Gibran Dianugerahi Gelar Adat Kaicil Kastela di Ternate
TERNATE — Suasana sakral menyelimuti Kedaton Kesultanan Ternate saat Wakil Presiden RI Gibran Rakabuming Raka menerima gelar kehormatan adat “Kaicil Kastela” dari Sultan Ternate, Hidayat M. Sjah, Kamis (16/10/2025). Penganugerahan tersebut bukan sekadar seremoni adat, melainkan simbol penghormatan dan pengakuan terhadap kiprah Gibran dalam mempererat persatuan bangsa serta memperhatikan pembangunan di wilayah timur Indonesia.
Kunjungan kerja Wapres di Maluku Utara itu dimulai dengan prosesi penyambutan adat yang penuh makna. Setibanya di Kedaton, Gibran disambut Tarian Soya-Soya, tarian tradisional yang melambangkan keberanian dan penghormatan terhadap tamu agung. Setelah itu, dilakukan ritual Joko Kaha atau upacara injak tanah, sebagai penanda bahwa tamu resmi telah diterima secara adat oleh masyarakat Kesultanan Ternate.
Usai penyambutan, Wapres menuju Ruang Foris Lamo untuk mengikuti prosesi utama penganugerahan. Sultan Ternate, Hidayat M. Sjah, memimpin langsung pembacaan naskah penobatan dan penyematan Dastar Ngungare, ikat kepala khas Ternate, serta pin kehormatan sebagai simbol pengukuhan gelar.
“Kaicil Kastela, Insya Allah Bapak selepas dari kamar puji, ditinggikan derajatnya oleh Allah Subhanahu wa Ta’ala di muka bumi. Amin ya Rabbal ‘Alamiin,” ujar Sultan dalam doa yang menutup penobatan tersebut.
Sultan Hidayat kemudian menjelaskan makna gelar yang diberikan. Menurutnya, “Kaicil” merupakan gelar bangsawan tinggi di Kesultanan Ternate, sementara “Kastela” merujuk pada tokoh berpengaruh yang memiliki jasa dalam membangun wilayah di bawah kekuasaan Ternate. Gelar itu dianggap sebagai bentuk penghormatan kepada sosok yang membawa manfaat, kemajuan, dan kesejahteraan bagi masyarakat.
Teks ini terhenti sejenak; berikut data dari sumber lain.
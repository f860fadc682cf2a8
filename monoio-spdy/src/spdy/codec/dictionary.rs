//! The SPDY/3 header compression dictionary.
//!
//! Both directions of a session preload this into their zlib context: the
//! deflater before compressing its first block, the inflater when zlib
//! reports that the stream asks for a dictionary.

pub const SPDY_DICTIONARY: &[u8; 1423] = b"\
    \x00\x00\x00\x07options\x00\x00\x00\x04head\x00\x00\x00\x04post\
    \x00\x00\x00\x03put\x00\x00\x00\x06delete\x00\x00\x00\x05trace\
    \x00\x00\x00\x06accept\x00\x00\x00\x0eaccept-charset\
    \x00\x00\x00\x0faccept-encoding\x00\x00\x00\x0faccept-language\
    \x00\x00\x00\x0daccept-ranges\x00\x00\x00\x03age\x00\x00\x00\x05allow\
    \x00\x00\x00\x0dauthorization\x00\x00\x00\x0dcache-control\
    \x00\x00\x00\x0aconnection\x00\x00\x00\x0ccontent-base\
    \x00\x00\x00\x10content-encoding\x00\x00\x00\x10content-language\
    \x00\x00\x00\x0econtent-length\x00\x00\x00\x10content-location\
    \x00\x00\x00\x0bcontent-md5\x00\x00\x00\x0dcontent-range\
    \x00\x00\x00\x0ccontent-type\x00\x00\x00\x04date\x00\x00\x00\x04etag\
    \x00\x00\x00\x06expect\x00\x00\x00\x07expires\x00\x00\x00\x04from\
    \x00\x00\x00\x04host\x00\x00\x00\x08if-match\
    \x00\x00\x00\x11if-modified-since\x00\x00\x00\x0dif-none-match\
    \x00\x00\x00\x08if-range\x00\x00\x00\x13if-unmodified-since\
    \x00\x00\x00\x0dlast-modified\x00\x00\x00\x08location\
    \x00\x00\x00\x0cmax-forwards\x00\x00\x00\x06pragma\
    \x00\x00\x00\x12proxy-authenticate\x00\x00\x00\x13proxy-authorization\
    \x00\x00\x00\x05range\x00\x00\x00\x07referer\x00\x00\x00\x0bretry-after\
    \x00\x00\x00\x06server\x00\x00\x00\x02te\x00\x00\x00\x07trailer\
    \x00\x00\x00\x11transfer-encoding\x00\x00\x00\x07upgrade\
    \x00\x00\x00\x0auser-agent\x00\x00\x00\x04vary\x00\x00\x00\x03via\
    \x00\x00\x00\x07warning\x00\x00\x00\x10www-authenticate\
    \x00\x00\x00\x06method\x00\x00\x00\x03get\x00\x00\x00\x06status\
    \x00\x00\x00\x06200 OK\x00\x00\x00\x07version\x00\x00\x00\x08HTTP/1.1\
    \x00\x00\x00\x03url\x00\x00\x00\x06public\x00\x00\x00\x0aset-cookie\
    \x00\x00\x00\x0akeep-alive\x00\x00\x00\x06origin\
    100101201202205206300302303304305306307402405406407408409410411412413414\
    415416417502504505203 Non-Authoritative Information204 No Content301 Mov\
    ed Permanently400 Bad Request401 Unauthorized403 Forbidden404 Not Found5\
    00 Internal Server Error501 Not Implemented503 Service UnavailableJan Fe\
    b Mar Apr May Jun Jul Aug Sept Oct Nov Dec 00:00:00 Mon, Tue, Wed, Thu, \
    Fri, Sat, Sun, GMTchunked,text/html,image/png,image/jpg,image/gif,applic\
    ation/xml,application/xhtml+xml,text/plain,text/javascript,publicprivate\
    max-age=gzip,deflate,sdchcharset=utf-8charset=iso-8859-1,utf-,*,enq=0.";
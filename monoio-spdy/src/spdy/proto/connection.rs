use std::{
    fmt,
    sync::{Arc, Mutex},
};

use indexmap::IndexMap;

use super::{
    config::{Config, Role},
    flow_control::FlowControl,
    ping::PingTracker,
    stream::{IncomingStream, OutgoingStream, StreamInner, Terminal, RECV_CLOSED, SEND_CLOSED},
    streams::StreamMap,
};
use crate::{
    common::{
        error::{Handled, Ignored, SpdyError},
        header::HeaderBlock,
        lock,
    },
    spdy::{
        codec::{
            decoder::{Decoded, FrameDecoder},
            writer::{FrameSink, FrameWriter, StreamItem},
            MAX_HEADER_BLOCK_SIZE,
        },
        frame::{
            settings_id, DataChunk, Frame, GoAway, GoAwayStatus, Ping, RstStatus, RstStream,
            Setting, Settings, StreamHeaders, StreamId, SynStream, WindowUpdate, FLAG_FIN,
            FLAG_UNIDIRECTIONAL, STREAM_ID_MASK,
        },
    },
    util::pool::{BufferPool, DefaultBufferPool},
};

/// SYN_STREAM priority used by `create_stream`. 0 is the highest, 7 the lowest.
pub const DEFAULT_PRIORITY: u8 = 3;

/// Receives streams opened by the peer.
pub trait StreamHandler: Send + Sync + 'static {
    /// Called once the SYN_STREAM is fully decoded. `reply` is None for
    /// unidirectional streams, which get no answer.
    fn on_stream(&self, stream: IncomingStream, reply: Option<OutgoingStream>);
}

impl<F> StreamHandler for F
where
    F: Fn(IncomingStream, Option<OutgoingStream>) + Send + Sync + 'static,
{
    fn on_stream(&self, stream: IncomingStream, reply: Option<OutgoingStream>) {
        self(stream, reply)
    }
}

#[derive(Debug)]
struct ConnState {
    next_stream_id: StreamId,
    /// Highest peer stream id accepted, reported in our GOAWAY.
    last_good_stream_id: StreamId,
    this_gone_away: bool,
    peer_gone_away: bool,
    closed: bool,
    local_open: usize,
    peer_open: usize,
    peer_settings: IndexMap<u32, Setting>,
    peer_max_concurrent_streams: Option<u32>,
}

/// Connection state reachable from the read path and from stream handles.
///
/// Locks are taken in the order state, writer, flow, pings; stream tables
/// and per-stream locks are only held briefly and never while taking
/// another lock.
pub(crate) struct Shared {
    role: Role,
    config: Config,
    sink: Arc<dyn FrameSink>,
    state: Mutex<ConnState>,
    writer: Mutex<FrameWriter>,
    flow: Mutex<FlowControl>,
    pings: Mutex<PingTracker>,
    incoming: StreamMap<StreamInner>,
    outgoing: StreamMap<StreamInner>,
}
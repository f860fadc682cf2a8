mod deflate;
mod dictionary;
mod frames;
mod inflate;
mod parser;

pub mod decoder;
pub mod writer;

pub use self::{
    decoder::{Decoded, FrameDecoder},
    inflate::MAX_HEADER_BLOCK_SIZE,
    writer::{FrameEncoder, FrameSink, DEFAULT_MAX_DATA_PAYLOAD},
};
“Dengan gelar Kaicil Kastela, kami berharap semangat kebersamaan dan kepedulian terhadap negeri terus dijaga oleh pemimpin bangsa,” tutur Sultan.
Upacara adat kemudian ditutup dengan doa bersama yang dipimpin Imam Kesultanan Ternate, Taher Ma’but, diikuti ucapan selamat dari Sultan, para Bobato Dunia dan Bobato Akhirat, serta para tamu undangan.
Momen tersebut menjadi simbol penting dalam jalinan hubungan antara pemerintah pusat dan masyarakat adat. Penganugerahan ini menunjukkan bahwa nilai-nilai tradisi dan budaya lokal masih memiliki tempat terhormat dalam kehidupan berbangsa.
Melalui penghormatan adat ini, masyarakat Ternate menegaskan pesan kuat: bahwa pembangunan nasional tidak hanya diukur melalui infrastruktur dan ekonomi, tetapi juga melalui penghargaan terhadap warisan budaya serta kearifan lokal yang memperkuat identitas Indonesia. []
Siti Sholehah.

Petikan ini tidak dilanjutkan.